(Items listed in a dataset)
[Start of Attachment]
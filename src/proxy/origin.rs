use bytes::Bytes;
use http::{HeaderMap, Method};
use http_body_util::combinators::UnsyncBoxBody;
use http_body_util::{BodyExt, Empty};
use hyper::body::{Body, Incoming};
use hyper::{Request, Response};
use hyper_util::client::legacy::Client;
use hyper_util::client::legacy::connect::HttpConnector;
use hyper_util::rt::TokioExecutor;
use std::sync::Arc;
use std::time::{Duration, Instant};
use tracing::debug;

use crate::admin::ProxyMetrics;
use crate::config::OriginConfig;
use crate::error::ProxyError;

pub type BoxError = Box<dyn std::error::Error + Send + Sync>;

/// Request body type sent to origin: an empty body, a buffered one, or the
/// client's streamed body.
pub type UpstreamBody = UnsyncBoxBody<Bytes, BoxError>;

pub fn empty_upstream() -> UpstreamBody {
    Empty::<Bytes>::new()
        .map_err(|never| match never {})
        .boxed_unsync()
}

/// Adapts any inbound body (hyper's `Incoming` in production) for forwarding.
pub fn upstream_body<B>(body: B) -> UpstreamBody
where
    B: Body<Data = Bytes> + Send + 'static,
    B::Error: Into<BoxError>,
{
    body.map_err(Into::into).boxed_unsync()
}

/// Absolute-form request to origin with exactly `headers`.
pub fn origin_request(
    method: Method,
    target: &str,
    headers: HeaderMap,
    body: UpstreamBody,
) -> Result<Request<UpstreamBody>, ProxyError> {
    let mut req = Request::builder().method(method).uri(target).body(body)?;
    *req.headers_mut() = headers;
    Ok(req)
}

/// Pooled keep-alive HTTP/1.1 client shared by foreground requests and
/// background revalidation. Cheap to clone.
#[derive(Clone)]
pub struct OriginClient {
    client: Client<HttpConnector, UpstreamBody>,
    request_timeout: Duration,
    metrics: Arc<ProxyMetrics>,
}

impl OriginClient {
    pub fn new(config: &OriginConfig, metrics: Arc<ProxyMetrics>) -> Self {
        let mut connector = HttpConnector::new();
        connector.set_connect_timeout(Some(config.connect_timeout()));
        connector.set_nodelay(true);

        let client = Client::builder(TokioExecutor::new())
            .pool_idle_timeout(config.pool_idle_timeout())
            .pool_max_idle_per_host(config.pool_max_idle_per_host)
            .build(connector);

        Self {
            client,
            request_timeout: config.request_timeout(),
            metrics,
        }
    }

    /// Sends `req` and waits for the response head.
    ///
    /// Returns the response together with the round-trip time to headers,
    /// which is also recorded in the origin latency histogram. No retries.
    pub async fn send(
        &self,
        req: Request<UpstreamBody>,
    ) -> Result<(Response<Incoming>, Duration), ProxyError> {
        let method = req.method().clone();
        let uri = req.uri().clone();
        let started = Instant::now();

        let result = tokio::time::timeout(self.request_timeout, self.client.request(req)).await;
        let elapsed = started.elapsed();
        self.metrics
            .origin_request_duration
            .with_label_values(&[method.as_str()])
            .observe(elapsed.as_secs_f64());

        match result {
            Ok(Ok(resp)) => {
                debug!("Origin {} {} -> {} in {:?}", method, uri, resp.status(), elapsed);
                Ok((resp, elapsed))
            }
            Ok(Err(e)) => Err(ProxyError::Origin(e)),
            Err(_) => Err(ProxyError::OriginTimeout(self.request_timeout)),
        }
    }
}
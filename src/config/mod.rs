use serde::{Deserialize, Serialize};
use std::collections::HashMap;
use std::str::FromStr;
use std::time::Duration;

/// Which key-value store backs the response cache.
#[derive(Debug, Deserialize, Serialize, Clone, Copy, PartialEq, Eq, Default)]
pub enum StoreBackend {
    /// Shared Redis instance; required when more than one proxy runs.
    #[default]
    Redis,
    /// In-process map; single instance only.
    Memory,
}

/// How the proxy reaches the origin API.
#[derive(Debug, Deserialize, Serialize, Clone)]
pub struct OriginConfig {
    /// Base URL requests are forwarded to, e.g. `http://backend:8080`.
    /// Requests fail with 500 while this is unset.
    pub base_url: Option<String>,
    pub connect_timeout_ms: u64,
    /// Upper bound on a single origin exchange (until response headers).
    pub request_timeout_secs: u64,
    /// How long an idle keep-alive connection stays in the pool.
    pub pool_idle_timeout_secs: u64,
    pub pool_max_idle_per_host: usize,
}

impl Default for OriginConfig {
    fn default() -> Self {
        Self {
            base_url: None,
            connect_timeout_ms: 5_000,
            request_timeout_secs: 60,
            pool_idle_timeout_secs: 10,
            pool_max_idle_per_host: 128,
        }
    }
}

impl OriginConfig {
    pub fn connect_timeout(&self) -> Duration {
        Duration::from_millis(self.connect_timeout_ms)
    }

    pub fn request_timeout(&self) -> Duration {
        Duration::from_secs(self.request_timeout_secs)
    }

    pub fn pool_idle_timeout(&self) -> Duration {
        Duration::from_secs(self.pool_idle_timeout_secs)
    }
}

/// Response cache behaviour and store connection.
#[derive(Debug, Deserialize, Serialize, Clone)]
pub struct CacheConfig {
    pub store: StoreBackend,
    /// Redis connection string. Defaults to database 2 so cache keys stay
    /// apart from other tenants of the same Redis instance.
    pub redis_url: String,
    /// Connect and per-command timeout for Redis.
    pub redis_timeout_ms: u64,
    /// Versioned namespace prepended to every key.
    pub key_prefix: String,
    /// SWR window applied when origin sends no `stale-while-revalidate`.
    pub default_swr_secs: u64,
    /// Lifetime of a revalidation lock.
    pub lock_ttl_secs: u64,
    /// Entries older than this are never served stale, whatever SWR says.
    pub max_stale_secs: u64,
}

impl Default for CacheConfig {
    fn default() -> Self {
        Self {
            store: StoreBackend::Redis,
            redis_url: "redis://127.0.0.1:6379/2".to_string(),
            redis_timeout_ms: 250,
            key_prefix: "swr:v1:".to_string(),
            default_swr_secs: 30,
            lock_ttl_secs: 20,
            max_stale_secs: 600,
        }
    }
}

impl CacheConfig {
    pub fn redis_timeout(&self) -> Duration {
        Duration::from_millis(self.redis_timeout_ms)
    }

    pub fn max_stale_ms(&self) -> u64 {
        self.max_stale_secs.saturating_mul(1000)
    }
}

/// The global application configuration.
#[derive(Debug, Deserialize, Serialize, Clone)]
pub struct AppConfig {
    pub proxy_bind: String,
    pub admin_bind: String,
    pub workers: usize,
    /// Inbound path prefix that is stripped before forwarding (e.g. `/api/`).
    pub route_prefix: String,
    pub origin: OriginConfig,
    pub cache: CacheConfig,
    /// Static bearer token attached to every forwarded request, if set.
    #[serde(skip_serializing)]
    pub session_bearer_token: Option<String>,
    /// Path to write access logs. If None, access logging is disabled.
    pub access_log_path: Option<String>,
    /// Format of access log entries: "json" (default), "combined", or "common".
    pub access_log_format: Option<String>,
}

impl Default for AppConfig {
    fn default() -> Self {
        Self {
            proxy_bind: "0.0.0.0:8080".to_string(),
            admin_bind: "127.0.0.1:9090".to_string(),
            workers: 4,
            route_prefix: "/api/".to_string(),
            origin: OriginConfig::default(),
            cache: CacheConfig::default(),
            session_bearer_token: None,
            access_log_path: None,
            access_log_format: None,
        }
    }
}

impl AppConfig {
    /// Builds the configuration from `(name, value)` pairs, falling back to
    /// defaults for anything missing or unparseable.
    pub fn from_vars<I>(vars: I) -> Self
    where
        I: IntoIterator<Item = (String, String)>,
    {
        let vars: HashMap<String, String> = vars
            .into_iter()
            .filter(|(_, v)| !v.trim().is_empty())
            .collect();
        let mut cfg = AppConfig::default();

        if let Some(v) = vars.get("PROXY_BIND") {
            cfg.proxy_bind = v.clone();
        }
        if let Some(v) = vars.get("ADMIN_BIND") {
            cfg.admin_bind = v.clone();
        }
        cfg.workers = parsed(&vars, "PROXY_WORKERS", cfg.workers).max(1);
        if let Some(v) = vars.get("PROXY_ROUTE_PREFIX") {
            cfg.route_prefix = normalize_prefix(v);
        }

        // Origin
        cfg.origin.base_url = vars.get("BACKEND_URL").cloned();
        cfg.origin.connect_timeout_ms =
            parsed(&vars, "ORIGIN_CONNECT_TIMEOUT_MS", cfg.origin.connect_timeout_ms);
        cfg.origin.request_timeout_secs =
            parsed(&vars, "ORIGIN_REQUEST_TIMEOUT_SECS", cfg.origin.request_timeout_secs);
        cfg.origin.pool_idle_timeout_secs =
            parsed(&vars, "ORIGIN_POOL_IDLE_TIMEOUT_SECS", cfg.origin.pool_idle_timeout_secs);
        cfg.origin.pool_max_idle_per_host =
            parsed(&vars, "ORIGIN_POOL_MAX_IDLE", cfg.origin.pool_max_idle_per_host);

        // Cache
        if let Some(v) = vars.get("CACHE_STORE") {
            cfg.cache.store = match v.to_ascii_lowercase().as_str() {
                "memory" => StoreBackend::Memory,
                "redis" => StoreBackend::Redis,
                other => {
                    tracing::warn!("Unknown CACHE_STORE '{}', using redis", other);
                    StoreBackend::Redis
                }
            };
        }
        if let Some(v) = vars.get("REDIS_URL") {
            cfg.cache.redis_url = v.clone();
        }
        cfg.cache.redis_timeout_ms = parsed(&vars, "REDIS_TIMEOUT_MS", cfg.cache.redis_timeout_ms);
        if let Some(v) = vars.get("CACHE_KEY_PREFIX") {
            cfg.cache.key_prefix = v.clone();
        }
        cfg.cache.default_swr_secs =
            parsed(&vars, "CACHE_DEFAULT_SWR_SECS", cfg.cache.default_swr_secs);
        cfg.cache.lock_ttl_secs = parsed(&vars, "CACHE_LOCK_TTL_SECS", cfg.cache.lock_ttl_secs);
        cfg.cache.max_stale_secs = parsed(&vars, "CACHE_MAX_STALE_SECS", cfg.cache.max_stale_secs);

        cfg.session_bearer_token = vars.get("SESSION_BEARER_TOKEN").cloned();
        cfg.access_log_path = vars.get("ACCESS_LOG_PATH").cloned();
        cfg.access_log_format = vars.get("ACCESS_LOG_FORMAT").cloned();

        cfg
    }
}

/// Reads the configuration from the process environment.
pub fn load_config() -> AppConfig {
    let cfg = AppConfig::from_vars(std::env::vars());
    match cfg.origin.base_url {
        Some(ref url) => tracing::info!("Origin base URL: {}", url),
        None => tracing::warn!("BACKEND_URL not set; proxied requests will fail with 500"),
    }
    cfg
}

fn parsed<T: FromStr + Copy>(vars: &HashMap<String, String>, key: &str, default: T) -> T {
    match vars.get(key) {
        Some(raw) => raw.trim().parse().unwrap_or_else(|_| {
            tracing::warn!("Ignoring invalid {}={:?}", key, raw);
            default
        }),
        None => default,
    }
}

/// Ensures the prefix starts and ends with `/`.
fn normalize_prefix(raw: &str) -> String {
    let trimmed = raw.trim().trim_matches('/');
    if trimmed.is_empty() {
        "/".to_string()
    } else {
        format!("/{}/", trimmed)
    }
}
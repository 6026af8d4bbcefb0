use serde::Serialize;
use tokio::io::AsyncWriteExt;
use tokio::sync::mpsc;
use tracing::{error, info};

/// The output format for access log entries.
#[derive(Debug, Clone, Copy, PartialEq, Eq)]
pub enum LogFormat {
    /// Newline-delimited JSON (default).
    Json,
    /// Nginx "combined" format with the cache outcome appended:
    /// `$ip - [$time] "$method $path HTTP/1.1" $status $bytes "-" "$ua" $cache`
    Combined,
    /// Apache "common" format:
    /// `$ip - - [$time] "$method $path HTTP/1.1" $status $bytes`
    Common,
}

impl LogFormat {
    pub fn parse(s: &str) -> Self {
        match s.to_ascii_lowercase().as_str() {
            "combined" => LogFormat::Combined,
            "common" => LogFormat::Common,
            _ => LogFormat::Json,
        }
    }
}

/// One answered request.
#[derive(Debug, Clone, Serialize)]
pub struct AccessLogEntry {
    pub timestamp: String,
    pub client_ip: String,
    pub method: String,
    /// Inbound path and query.
    pub path: String,
    pub status: u16,
    /// `x-proxy-cache` value sent with the response.
    pub cache: &'static str,
    /// Total time spent in the proxy.
    pub latency_ms: u64,
    /// Origin round trip, when origin was called.
    #[serde(skip_serializing_if = "Option::is_none")]
    pub origin_latency_ms: Option<u64>,
    /// Body size when known up front (cached or buffered responses).
    #[serde(skip_serializing_if = "Option::is_none")]
    pub bytes_sent: Option<u64>,
    pub user_agent: String,
}

impl AccessLogEntry {
    fn bytes_field(&self) -> String {
        self.bytes_sent
            .map(|b| b.to_string())
            .unwrap_or_else(|| "-".to_string())
    }

    fn as_combined(&self) -> String {
        format!(
            "{} - [{}] \"{} {} HTTP/1.1\" {} {} \"-\" \"{}\" {}",
            self.client_ip,
            self.timestamp,
            self.method,
            self.path,
            self.status,
            self.bytes_field(),
            self.user_agent,
            self.cache,
        )
    }

    fn as_common(&self) -> String {
        format!(
            "{} - - [{}] \"{} {} HTTP/1.1\" {} {}",
            self.client_ip,
            self.timestamp,
            self.method,
            self.path,
            self.status,
            self.bytes_field(),
        )
    }

    pub fn render(&self, format: LogFormat) -> String {
        match format {
            LogFormat::Json => serde_json::to_string(self).unwrap_or_default(),
            LogFormat::Combined => self.as_combined(),
            LogFormat::Common => self.as_common(),
        }
    }
}

/// Appends access log lines from a background task fed by a channel, so the
/// request path never waits on disk.
pub struct AccessLogger {
    sender: mpsc::UnboundedSender<AccessLogEntry>,
}

impl AccessLogger {
    /// Spawns the writer task. Must be called inside a tokio runtime.
    /// Creates the log directory if it doesn't exist.
    pub fn new(log_path: &str, format: LogFormat) -> Self {
        let (sender, mut receiver) = mpsc::unbounded_channel::<AccessLogEntry>();
        let path = log_path.to_string();

        tokio::spawn(async move {
            if let Some(parent) = std::path::Path::new(&path).parent() {
                let _ = tokio::fs::create_dir_all(parent).await;
            }

            let file = tokio::fs::OpenOptions::new()
                .create(true)
                .append(true)
                .open(&path)
                .await;

            match file {
                Ok(mut f) => {
                    info!("Access log writer started: {} (format: {:?})", path, format);
                    while let Some(entry) = receiver.recv().await {
                        let line = entry.render(format);
                        if line.is_empty() {
                            continue;
                        }
                        if let Err(e) = f.write_all(format!("{}\n", line).as_bytes()).await {
                            error!("Failed to write access log {}: {}", path, e);
                        }
                        let _ = f.flush().await;
                    }
                }
                Err(e) => {
                    error!("Failed to open access log file {}: {}", path, e);
                    while receiver.recv().await.is_some() {}
                }
            }
        });

        Self { sender }
    }

    /// Non-blocking submission.
    pub fn log(&self, entry: AccessLogEntry) {
        let _ = self.sender.send(entry);
    }
}

/// `seconds.millis` since the Unix epoch, e.g. `1700000000.123Z`.
pub fn log_timestamp() -> String {
    let now = crate::cache::now_millis();
    format!("{}.{:03}Z", now / 1000, now % 1000)
}
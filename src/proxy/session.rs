use async_trait::async_trait;
use http::HeaderMap;

// ─────────────────────────────────────────────────────────────────────────────
// Trait: SessionResolver
// ─────────────────────────────────────────────────────────────────────────────

/// Looks up the caller's session and yields the bearer token to forward.
///
/// Session issuance lives outside the proxy; implementations only translate
/// an inbound request into an already-issued token.
#[async_trait]
pub trait SessionResolver: Send + Sync {
    async fn bearer_token(&self, headers: &HeaderMap) -> Option<String>;
}

/// Never yields a token. Requests reach origin with whatever they carried.
#[derive(Debug, Clone, Copy, Default)]
pub struct NoSession;

#[async_trait]
impl SessionResolver for NoSession {
    async fn bearer_token(&self, _headers: &HeaderMap) -> Option<String> {
        None
    }
}

/// Attaches one configured token to every request (`SESSION_BEARER_TOKEN`).
#[derive(Clone)]
pub struct StaticToken {
    token: String,
}

impl StaticToken {
    pub fn new(token: impl Into<String>) -> Self {
        Self {
            token: token.into(),
        }
    }
}

impl std::fmt::Debug for StaticToken {
    fn fmt(&self, f: &mut std::fmt::Formatter<'_>) -> std::fmt::Result {
        f.debug_struct("StaticToken").field("token", &"<redacted>").finish()
    }
}

#[async_trait]
impl SessionResolver for StaticToken {
    async fn bearer_token(&self, _headers: &HeaderMap) -> Option<String> {
        Some(self.token.clone())
    }
}
//! Header hygiene at the proxy boundary.

use http::header::{self, HeaderMap, HeaderName, HeaderValue};

/// Diagnostic header naming the branch that served the response.
pub const X_PROXY_CACHE: HeaderName = HeaderName::from_static("x-proxy-cache");
/// Origin round-trip time in milliseconds.
pub const X_PROXY_LATENCY: HeaderName = HeaderName::from_static("x-proxy-latency");

/// Connection-scoped headers that must never cross the proxy.
const HOP_BY_HOP: [&str; 10] = [
    "connection",
    "keep-alive",
    "proxy-authenticate",
    "proxy-authorization",
    "proxy-connection",
    "te",
    "trailer",
    "trailers",
    "transfer-encoding",
    "upgrade",
];

pub fn is_hop_by_hop(name: &HeaderName) -> bool {
    HOP_BY_HOP.contains(&name.as_str())
}

/// Removes hop-by-hop headers, including any extra names listed in `Connection`.
pub fn strip_hop_by_hop(headers: &mut HeaderMap) {
    let listed: Vec<HeaderName> = headers
        .get_all(header::CONNECTION)
        .iter()
        .filter_map(|v| v.to_str().ok())
        .flat_map(|v| v.split(','))
        .filter_map(|token| HeaderName::from_bytes(token.trim().as_bytes()).ok())
        .collect();

    for name in listed {
        headers.remove(&name);
    }
    for name in HOP_BY_HOP {
        headers.remove(name);
    }
}

/// Builds the header set sent to origin for an inbound request.
///
/// Hop-by-hop headers, `Host` and `Content-Length` are dropped (the client
/// sets both for the new hop), `Accept-Encoding` is pinned to `identity` so
/// bodies arrive uncompressed and cacheable, and a resolved session token
/// replaces any inbound `Authorization`.
pub fn forward_request_headers(inbound: &HeaderMap, bearer_token: Option<&str>) -> HeaderMap {
    let mut headers = inbound.clone();
    strip_hop_by_hop(&mut headers);
    headers.remove(header::HOST);
    headers.remove(header::CONTENT_LENGTH);
    headers.insert(header::ACCEPT_ENCODING, HeaderValue::from_static("identity"));

    if let Some(token) = bearer_token {
        match HeaderValue::from_str(&format!("Bearer {}", token)) {
            Ok(mut value) => {
                value.set_sensitive(true);
                headers.insert(header::AUTHORIZATION, value);
            }
            Err(_) => tracing::warn!("Session token is not a valid header value; not forwarded"),
        }
    }

    headers
}

/// Whether the request carries `Cache-Control: no-store`.
pub fn requests_no_store(headers: &HeaderMap) -> bool {
    headers
        .get_all(header::CACHE_CONTROL)
        .iter()
        .filter_map(|v| v.to_str().ok())
        .flat_map(|v| v.split(','))
        .any(|d| d.trim().eq_ignore_ascii_case("no-store"))
}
[End of Attachment]
■ INSTRUCTIONS TO FOLLOW
Repeat the data word for word, starting at its first line and stopping after the line that contains "use hyper_util::client::legacy::connect::HttpConnector;".

■ PROBLEM SOLUTION
filename src/proxy/origin.rs
use bytes::Bytes;
use http::{HeaderMap, Method};
use http_body_util::combinators::UnsyncBoxBody;
use http_body_util::{BodyExt, Empty};
use hyper::body::{Body, Incoming};
use hyper::{Request, Response};
use hyper_util::client::legacy::Client;
use hyper_util::client::legacy::connect::HttpConnector;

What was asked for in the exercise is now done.